Cecilio, notata una statua di Serapide, come suole fare il volgo superstizioso, portando una mano alla bocca, vi impresse un bacio con le labbra.
Anche qui, come nei passi di Clemente e Origene collegabili alla statua di culto del Serapeo, possiamo individuare un riferimento preciso e concreto alla realtà del tempo.

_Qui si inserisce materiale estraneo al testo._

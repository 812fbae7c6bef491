//! Flowmon Report CLI
//!
//! Averages the per-flow counters of ns-3 FlowMonitor XML reports
//! into one CSV row per simulation run.

use anyhow::Result;
use clap::{Parser, Subcommand};
use env_logger::Env;
use std::path::PathBuf;

use flowmon_report::commands::{
    display_schema, display_version, execute_aggregate, inspect_report_file, validate_args,
    AggregateArgs,
};
use flowmon_report::utils::config::REPORT_FILE_PREFIX;

/// Flowmon Report - per-run flow statistics averaging
#[derive(Parser, Debug)]
#[command(name = "flowmon-report")]
#[command(version, about, long_about = None)]
struct Cli {
    /// Subcommand to execute
    #[command(subcommand)]
    command: Commands,

    /// Enable verbose logging
    #[arg(short, long, global = true)]
    verbose: bool,
}

/// Available commands
#[derive(Subcommand, Debug)]
enum Commands {
    /// Average every report in a directory into one CSV file
    Aggregate {
        /// Directory containing the simulation report files
        #[arg(short, long, default_value = ".")]
        dir: PathBuf,

        /// Output path for the averages CSV
        #[arg(short, long, default_value = "averages.csv")]
        output: PathBuf,

        /// Report file name prefix (a report is <prefix><run-index>.xml)
        #[arg(long, default_value = REPORT_FILE_PREFIX)]
        prefix: String,
    },

    /// Parse a single report and print its averages
    Inspect {
        /// Path to a FlowMonitor XML report
        #[arg(short, long)]
        file: PathBuf,

        /// Print the averages as JSON
        #[arg(long)]
        json: bool,
    },

    /// Display output schema information
    Schema {
        /// Show per-column details
        #[arg(long)]
        show: bool,
    },

    /// Display version information
    Version,
}

fn main() -> Result<()> {
    // Parse CLI arguments
    let cli = Cli::parse();

    // Setup logging
    let log_level = if cli.verbose { "debug" } else { "info" };
    env_logger::Builder::from_env(Env::default().default_filter_or(log_level)).init();

    // Execute command
    match cli.command {
        Commands::Aggregate {
            dir,
            output,
            prefix,
        } => {
            let args = AggregateArgs {
                input_dir: dir,
                output_csv: output,
                file_prefix: prefix,
            };

            // Validate args first
            validate_args(&args)?;

            // Execute aggregation
            execute_aggregate(args)?;
        }

        Commands::Inspect { file, json } => {
            inspect_report_file(file, json)?;
        }

        Commands::Schema { show } => {
            display_schema(show);
        }

        Commands::Version => {
            display_version();
        }
    }

    Ok(())
}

A Ostia infatti i culti isiaci, diffusi del resto in tutto il mediterraneo nella Tarda Antichità, conoscevano una significativa importanza, anche in virtù del fatto che la città, come centro portuale, rappresentava un canale privilegiato dei rapporti commerciali con l'Egitto43. In particolare a partire dall'età adrianea tali culti avevano conosciuto un'affermazione monumentale, attraverso la costruzione del serapeo, ubicato nella III regio, cioè il quartiere più direttamente collegato alla foce del Tevere e quindi alla costa e al porto. Nella stessa zona si trovava il cosiddetto caseggiato del Serapide, nel cortile del quale è stato rinvenuto un sacello con un immagine del dio seduto, in stucco dipinto44.
L'immagine a cui il pagano Cecilio rivolge il suo omaggio doveva esposta alla vista di fedeli e passanti, e quindi era verosimilmente era collocata all'aperto o comunque in nicchie o sacelli ubicati in ambienti di frequentazione comune e non all'interno di spazi domestici più riservati45.